//! Outbound messaging gateway interface.
//!
//! The gateway is the external service that actually delivers messages to
//! end recipients. The dispatch engine only sees this narrow surface:
//! phone validation, message send, and a connectivity check.

pub mod client;
pub mod provider;

pub use client::{GatewayClient, GatewayError, GatewayErrorKind, PhoneValidation, SendReceipt};
pub use provider::HttpGateway;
+===+
About this exercise: Using the listing above, print every entry verbatim.

Result:
//! Outbound messaging gateway interface.
//!
//! The gateway is the external service that actually delivers messages to
//! end recipients. The dispatch engine only sees this narrow surface:
//! phone validation, message send, and a connectivity check.

pub mod client;
pub mod provider;

pub use client::{GatewayClient, GatewayError, GatewayErrorKind, PhoneValidation, SendReceipt};
pub use provider::HttpGateway;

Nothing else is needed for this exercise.